Start of Input

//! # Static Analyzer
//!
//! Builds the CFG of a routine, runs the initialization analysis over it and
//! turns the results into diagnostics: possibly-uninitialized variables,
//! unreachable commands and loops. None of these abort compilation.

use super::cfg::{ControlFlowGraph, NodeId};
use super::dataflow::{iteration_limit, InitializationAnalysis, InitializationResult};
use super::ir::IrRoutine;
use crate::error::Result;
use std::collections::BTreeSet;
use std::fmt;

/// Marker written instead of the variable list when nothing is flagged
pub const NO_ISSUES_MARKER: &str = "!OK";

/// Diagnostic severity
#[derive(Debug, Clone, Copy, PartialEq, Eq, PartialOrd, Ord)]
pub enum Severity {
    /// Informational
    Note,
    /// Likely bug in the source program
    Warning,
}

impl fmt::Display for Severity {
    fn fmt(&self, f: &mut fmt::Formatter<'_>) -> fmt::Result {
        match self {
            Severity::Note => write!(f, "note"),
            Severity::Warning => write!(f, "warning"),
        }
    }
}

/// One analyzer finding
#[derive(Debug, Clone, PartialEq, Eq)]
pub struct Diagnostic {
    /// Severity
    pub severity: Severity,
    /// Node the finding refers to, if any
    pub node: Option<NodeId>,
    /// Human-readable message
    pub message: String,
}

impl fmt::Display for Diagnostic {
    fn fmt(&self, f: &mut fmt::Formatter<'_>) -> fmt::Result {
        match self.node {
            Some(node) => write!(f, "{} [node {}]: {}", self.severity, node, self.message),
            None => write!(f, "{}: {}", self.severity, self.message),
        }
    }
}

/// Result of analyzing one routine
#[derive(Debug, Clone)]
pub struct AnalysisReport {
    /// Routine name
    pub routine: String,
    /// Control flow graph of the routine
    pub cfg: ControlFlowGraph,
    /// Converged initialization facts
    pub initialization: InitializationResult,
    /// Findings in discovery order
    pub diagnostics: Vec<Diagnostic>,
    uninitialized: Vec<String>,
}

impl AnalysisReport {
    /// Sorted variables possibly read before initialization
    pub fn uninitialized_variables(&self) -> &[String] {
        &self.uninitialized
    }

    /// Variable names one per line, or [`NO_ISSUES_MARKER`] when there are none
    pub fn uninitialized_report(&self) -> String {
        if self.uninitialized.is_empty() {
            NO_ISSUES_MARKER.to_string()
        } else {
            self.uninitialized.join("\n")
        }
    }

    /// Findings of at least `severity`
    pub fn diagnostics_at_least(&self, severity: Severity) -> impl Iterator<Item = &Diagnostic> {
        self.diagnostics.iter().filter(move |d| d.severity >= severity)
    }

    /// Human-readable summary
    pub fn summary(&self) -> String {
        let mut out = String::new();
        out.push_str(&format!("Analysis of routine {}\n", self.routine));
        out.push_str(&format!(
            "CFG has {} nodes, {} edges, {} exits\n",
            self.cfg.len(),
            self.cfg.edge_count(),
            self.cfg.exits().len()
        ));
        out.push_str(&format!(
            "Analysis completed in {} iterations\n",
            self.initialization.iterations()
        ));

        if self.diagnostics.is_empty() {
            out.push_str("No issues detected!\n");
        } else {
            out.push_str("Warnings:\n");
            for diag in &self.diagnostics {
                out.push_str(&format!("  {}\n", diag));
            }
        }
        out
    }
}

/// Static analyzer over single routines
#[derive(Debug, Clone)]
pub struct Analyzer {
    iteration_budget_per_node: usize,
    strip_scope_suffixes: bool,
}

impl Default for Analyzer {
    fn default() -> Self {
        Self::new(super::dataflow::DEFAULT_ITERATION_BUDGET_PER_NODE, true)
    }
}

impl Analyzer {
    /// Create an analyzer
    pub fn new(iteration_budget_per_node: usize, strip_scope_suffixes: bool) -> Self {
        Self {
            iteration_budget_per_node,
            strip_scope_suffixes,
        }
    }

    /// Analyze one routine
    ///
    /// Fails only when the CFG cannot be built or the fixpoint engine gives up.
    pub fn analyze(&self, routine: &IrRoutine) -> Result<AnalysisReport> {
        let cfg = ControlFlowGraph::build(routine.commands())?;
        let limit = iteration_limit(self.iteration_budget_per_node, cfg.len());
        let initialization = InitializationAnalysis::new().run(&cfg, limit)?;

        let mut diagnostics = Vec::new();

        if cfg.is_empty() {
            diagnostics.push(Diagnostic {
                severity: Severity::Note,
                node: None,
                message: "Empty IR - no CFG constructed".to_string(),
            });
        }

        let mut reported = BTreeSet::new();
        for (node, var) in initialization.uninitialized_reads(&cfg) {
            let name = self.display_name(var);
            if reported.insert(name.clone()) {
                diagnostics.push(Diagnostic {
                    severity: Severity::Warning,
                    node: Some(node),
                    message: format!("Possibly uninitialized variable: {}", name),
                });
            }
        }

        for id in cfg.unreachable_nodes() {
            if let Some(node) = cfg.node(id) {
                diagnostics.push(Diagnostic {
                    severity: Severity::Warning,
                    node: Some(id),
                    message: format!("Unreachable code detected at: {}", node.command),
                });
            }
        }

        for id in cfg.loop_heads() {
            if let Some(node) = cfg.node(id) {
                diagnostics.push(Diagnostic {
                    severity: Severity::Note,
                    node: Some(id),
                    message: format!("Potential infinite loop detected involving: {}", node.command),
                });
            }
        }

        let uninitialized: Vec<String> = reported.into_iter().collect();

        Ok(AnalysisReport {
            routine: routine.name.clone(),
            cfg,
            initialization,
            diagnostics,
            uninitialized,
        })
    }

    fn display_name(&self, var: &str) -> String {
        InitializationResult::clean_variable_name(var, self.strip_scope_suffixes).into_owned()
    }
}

End of Input

| Exercise details |
Transcribe the entire listing above exactly as written.

| Solution to this problem |
//! # Static Analyzer
//!
//! Builds the CFG of a routine, runs the initialization analysis over it and
//! turns the results into diagnostics: possibly-uninitialized variables,
//! unreachable commands and loops. None of these abort compilation.

use super::cfg::{ControlFlowGraph, NodeId};
use super::dataflow::{iteration_limit, InitializationAnalysis, InitializationResult};
use super::ir::IrRoutine;
use crate::error::Result;
use std::collections::BTreeSet;
use std::fmt;

/// Marker written instead of the variable list when nothing is flagged
pub const NO_ISSUES_MARKER: &str = "!OK";

/// Diagnostic severity
#[derive(Debug, Clone, Copy, PartialEq, Eq, PartialOrd, Ord)]
pub enum Severity {
    /// Informational
    Note,
    /// Likely bug in the source program
    Warning,
}

impl fmt::Display for Severity {
    fn fmt(&self, f: &mut fmt::Formatter<'_>) -> fmt::Result {
        match self {
            Severity::Note => write!(f, "note"),
            Severity::Warning => write!(f, "warning"),
        }
    }
}

/// One analyzer finding
#[derive(Debug, Clone, PartialEq, Eq)]
pub struct Diagnostic {
    /// Severity
    pub severity: Severity,
    /// Node the finding refers to, if any
    pub node: Option<NodeId>,
    /// Human-readable message
    pub message: String,
}

impl fmt::Display for Diagnostic {
    fn fmt(&self, f: &mut fmt::Formatter<'_>) -> fmt::Result {
        match self.node {
            Some(node) => write!(f, "{} [node {}]: {}", self.severity, node, self.message),
            None => write!(f, "{}: {}", self.severity, self.message),
        }
    }
}

/// Result of analyzing one routine
#[derive(Debug, Clone)]
pub struct AnalysisReport {
    /// Routine name
    pub routine: String,
    /// Control flow graph of the routine
    pub cfg: ControlFlowGraph,
    /// Converged initialization facts
    pub initialization: InitializationResult,
    /// Findings in discovery order
    pub diagnostics: Vec<Diagnostic>,
    uninitialized: Vec<String>,
}

impl AnalysisReport {
    /// Sorted variables possibly read before initialization
    pub fn uninitialized_variables(&self) -> &[String] {
        &self.uninitialized
    }

    /// Variable names one per line, or [`NO_ISSUES_MARKER`] when there are none
    pub fn uninitialized_report(&self) -> String {
        if self.uninitialized.is_empty() {
            NO_ISSUES_MARKER.to_string()
        } else {
            self.uninitialized.join("\n")
        }
    }

    /// Findings of at least `severity`
    pub fn diagnostics_at_least(&self, severity: Severity) -> impl Iterator<Item = &Diagnostic> {
        self.diagnostics.iter().filter(move |d| d.severity >= severity)
    }

    /// Human-readable summary
    pub fn summary(&self) -> String {
        let mut out = String::new();
        out.push_str(&format!("Analysis of routine {}\n", self.routine));
        out.push_str(&format!(
            "CFG has {} nodes, {} edges, {} exits\n",
            self.cfg.len(),
            self.cfg.edge_count(),
            self.cfg.exits().len()
        ));
        out.push_str(&format!(
            "Analysis completed in {} iterations\n",
            self.initialization.iterations()
        ));

        if self.diagnostics.is_empty() {
            out.push_str("No issues detected!\n");
        } else {
            out.push_str("Warnings:\n");
            for diag in &self.diagnostics {
                out.push_str(&format!("  {}\n", diag));
            }
        }
        out
    }
}

/// Static analyzer over single routines
#[derive(Debug, Clone)]
pub struct Analyzer {
    iteration_budget_per_node: usize,
    strip_scope_suffixes: bool,
}

impl Default for Analyzer {
    fn default() -> Self {
        Self::new(super::dataflow::DEFAULT_ITERATION_BUDGET_PER_NODE, true)
    }
}

impl Analyzer {
    /// Create an analyzer
    pub fn new(iteration_budget_per_node: usize, strip_scope_suffixes: bool) -> Self {
        Self {
            iteration_budget_per_node,
            strip_scope_suffixes,
        }
    }

    /// Analyze one routine
    ///
    /// Fails only when the CFG cannot be built or the fixpoint engine gives up.
    pub fn analyze(&self, routine: &IrRoutine) -> Result<AnalysisReport> {
        let cfg = ControlFlowGraph::build(routine.commands())?;
        let limit = iteration_limit(self.iteration_budget_per_node, cfg.len());
        let initialization = InitializationAnalysis::new().run(&cfg, limit)?;

        let mut diagnostics = Vec::new();

        if cfg.is_empty() {
            diagnostics.push(Diagnostic {
                severity: Severity::Note,
                node: None,
                message: "Empty IR - no CFG constructed".to_string(),
            });
        }

        let mut reported = BTreeSet::new();
        for (node, var) in initialization.uninitialized_reads(&cfg) {
            let name = self.display_name(var);
            if reported.insert(name.clone()) {
                diagnostics.push(Diagnostic {
                    severity: Severity::Warning,
                    node: Some(node),
                    message: format!("Possibly uninitialized variable: {}", name),
                });
            }
        }

        for id in cfg.unreachable_nodes() {
            if let Some(node) = cfg.node(id) {
                diagnostics.push(Diagnostic {
                    severity: Severity::Warning,
                    node: Some(id),
                    message: format!("Unreachable code detected at: {}", node.command),
                });
            }
        }

        for id in cfg.loop_heads() {
            if let Some(node) = cfg.node(id) {
                diagnostics.push(Diagnostic {
                    severity: Severity::Note,
                    node: Some(id),
                    message: format!("Potential infinite loop detected involving: {}", node.command),
                });
            }
        }

        let uninitialized: Vec<String> = reported.into_iter().collect();

        Ok(AnalysisReport {
            routine: routine.name.clone(),
            cfg,
            initialization,
            diagnostics,
            uninitialized,
        })
    }

    fn display_name(&self, var: &str) -> String {
        InitializationResult::clean_variable_name(var, self.strip_scope_suffixes).into_owned()
    }
}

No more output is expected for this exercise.